It was Valentine’s yesterday.
Everywhere I went this week has been surrounded by hearts.
And my heart has felt like it’s been breaking.
No not a metaphor, my heart literally breaking.
I went to the GP last week because I’ve been struggling mentally again, and whilst I was there I mentioned the chest pains I’ve been having.
A week before I’d had to walk up a hill. The weather was cold and wet, I had a backpack on to carry my stuff as the things I’d needed that day were heavier than I’d usually take.
By the time I was up the hill the pains in my chest were agony.

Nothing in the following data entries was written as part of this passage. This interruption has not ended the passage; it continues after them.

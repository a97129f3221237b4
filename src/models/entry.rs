//! Entry records: the flat JSON side of the sync.

use serde::{Deserialize, Serialize};
use serde_json::Value;
use std::collections::BTreeMap;

use super::page::BlockKind;

/// One record as written by hand in an import file.
///
/// Every field is optional. An absent field (or an explicit `null`) means
/// "leave this property unset", never "set it to an empty value".
///
/// # Field Mapping
///
/// | JSON key | Notion property type |
/// |----------|----------------------|
/// | `Name` | title |
/// | `Description` | rich text |
/// | `Category` | select (commas rewritten) |
/// | `Location` | select |
/// | `Role` | select |
/// | `Date` | date (single or range) |
/// | `URL` | url |
/// | `Show Page Contents` | checkbox |
/// | `Pinned` | checkbox |
/// | `page_content` | child blocks |
#[derive(Debug, Clone, Default, PartialEq, Serialize, Deserialize)]
pub struct Entry {
    /// Page title.
    #[serde(rename = "Name", default, skip_serializing_if = "Option::is_none")]
    pub name: Option<String>,

    /// Free-text description.
    #[serde(
        rename = "Description",
        default,
        skip_serializing_if = "Option::is_none"
    )]
    pub description: Option<String>,

    /// Category from the external taxonomy, possibly containing commas.
    #[serde(rename = "Category", default, skip_serializing_if = "Option::is_none")]
    pub category: Option<String>,

    /// Location, conventionally "City ST".
    #[serde(rename = "Location", default, skip_serializing_if = "Option::is_none")]
    pub location: Option<String>,

    /// Role held (e.g. "PI", "Panel Chair").
    #[serde(rename = "Role", default, skip_serializing_if = "Option::is_none")]
    pub role: Option<String>,

    /// Single date or date range.
    #[serde(rename = "Date", default, skip_serializing_if = "Option::is_none")]
    pub date: Option<EntryDate>,

    /// Related link.
    #[serde(rename = "URL", default, skip_serializing_if = "Option::is_none")]
    pub url: Option<String>,

    /// Whether the page body should be displayed.
    #[serde(
        rename = "Show Page Contents",
        default,
        skip_serializing_if = "Option::is_none"
    )]
    pub show_page_contents: Option<bool>,

    /// Whether the entry is pinned.
    #[serde(rename = "Pinned", default, skip_serializing_if = "Option::is_none")]
    pub pinned: Option<bool>,

    /// Ordered body content.
    #[serde(default, skip_serializing_if = "Vec::is_empty")]
    pub page_content: Vec<ContentBlock>,

    /// Keys the entry schema does not recognize. Never sent to the API.
    #[serde(flatten, default, skip_serializing_if = "BTreeMap::is_empty")]
    pub unknown_fields: BTreeMap<String, Value>,
}

impl Entry {
    /// Name used in progress output.
    #[must_use]
    pub fn display_name(&self) -> &str {
        self.name.as_deref().unwrap_or("Unknown")
    }

    /// Sets the name.
    #[must_use]
    pub fn with_name(mut self, name: impl Into<String>) -> Self {
        self.name = Some(name.into());
        self
    }

    /// Sets the category.
    #[must_use]
    pub fn with_category(mut self, category: impl Into<String>) -> Self {
        self.category = Some(category.into());
        self
    }

    /// Sets the date.
    #[must_use]
    pub fn with_date(mut self, date: EntryDate) -> Self {
        self.date = Some(date);
        self
    }

    /// Appends a content block.
    #[must_use]
    pub fn with_block(mut self, block: ContentBlock) -> Self {
        self.page_content.push(block);
        self
    }
}

/// The two accepted shapes of the `Date` field.
#[derive(Debug, Clone, PartialEq, Eq, Serialize, Deserialize)]
#[serde(untagged)]
pub enum EntryDate {
    /// `"2023-01-01"`
    Single(String),
    /// `{"start": "2011-01-01", "end": "present"}`
    Range(DateRange),
}

impl EntryDate {
    /// Creates a range date.
    #[must_use]
    pub fn range(start: Option<&str>, end: Option<&str>) -> Self {
        Self::Range(DateRange {
            start: start.map(str::to_string),
            end: end.map(str::to_string),
        })
    }
}

/// A date range; either bound may be missing.
///
/// `end` may hold an ongoing token such as `"present"`.
#[derive(Debug, Clone, Default, PartialEq, Eq, Serialize, Deserialize)]
pub struct DateRange {
    /// Range start.
    #[serde(default, skip_serializing_if = "Option::is_none")]
    pub start: Option<String>,
    /// Range end, or an ongoing token.
    #[serde(default, skip_serializing_if = "Option::is_none")]
    pub end: Option<String>,
}

/// One unit of page body content.
///
/// Types other than the four supported ones deserialize into
/// [`ContentBlock::Unsupported`] and are dropped when mapping.
#[derive(Debug, Clone, PartialEq, Eq, Serialize, Deserialize)]
#[serde(tag = "type")]
pub enum ContentBlock {
    /// Plain paragraph.
    #[serde(rename = "paragraph")]
    Paragraph {
        /// Block text.
        text: String,
    },
    /// Top-level heading.
    #[serde(rename = "heading_1")]
    Heading1 {
        /// Block text.
        text: String,
    },
    /// Second-level heading.
    #[serde(rename = "heading_2")]
    Heading2 {
        /// Block text.
        text: String,
    },
    /// Third-level heading.
    #[serde(rename = "heading_3")]
    Heading3 {
        /// Block text.
        text: String,
    },
    /// Any other `type` value.
    #[serde(other)]
    Unsupported,
}

impl ContentBlock {
    /// Returns the Notion block kind and text, or `None` for unsupported blocks.
    #[must_use]
    pub fn parts(&self) -> Option<(BlockKind, &str)> {
        match self {
            Self::Paragraph { text } => Some((BlockKind::Paragraph, text.as_str())),
            Self::Heading1 { text } => Some((BlockKind::Heading1, text.as_str())),
            Self::Heading2 { text } => Some((BlockKind::Heading2, text.as_str())),
            Self::Heading3 { text } => Some((BlockKind::Heading3, text.as_str())),
            Self::Unsupported => None,
        }
    }
}

/// Contents of an import file: a single object or an array of objects.
#[derive(Debug, Clone, PartialEq)]
pub enum EntryBatch {
    /// The file held one JSON object.
    Single(Entry),
    /// The file held a JSON array.
    Many(Vec<Entry>),
}

impl EntryBatch {
    /// Number of entries.
    #[must_use]
    pub fn len(&self) -> usize {
        match self {
            Self::Single(_) => 1,
            Self::Many(entries) => entries.len(),
        }
    }

    /// Returns `true` for an empty array.
    #[must_use]
    pub fn is_empty(&self) -> bool {
        self.len() == 0
    }

    /// Returns the entries in file order.
    #[must_use]
    pub fn into_entries(self) -> Vec<Entry> {
        match self {
            Self::Single(entry) => vec![entry],
            Self::Many(entries) => entries,
        }
    }
}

I tried to stop to catch my breath, then realised the train that I needed was just a few minutes from pulling away. So I tried to rush.
I knew I would suffer from my usual pain for pushing myself too hard. But this pain was new.
My GP suggested to take my blood pressure.
It was high. This was 4 days later and it was really really high.
So she booked me in for blood tests and an ECG.
I have heart strain.
My Dr believes it could have been brought on by a reaction from the withdrawals of the antidepressants. They have been known to affect people’s hearts, but that’s usually when your dose is increased, not when it’s being withdrawn.
I’m now on tablets to reduce my blood pressure and have an urgent referral to see the cardiologist. To make sure I don’t have the same condition that potentially killed my dad.
It’s ironic that I spent the last 12 months fighting thoughts that I wanted to die and now my body has taken over.
I’ve always struggled to pace, but now my life really depends on it.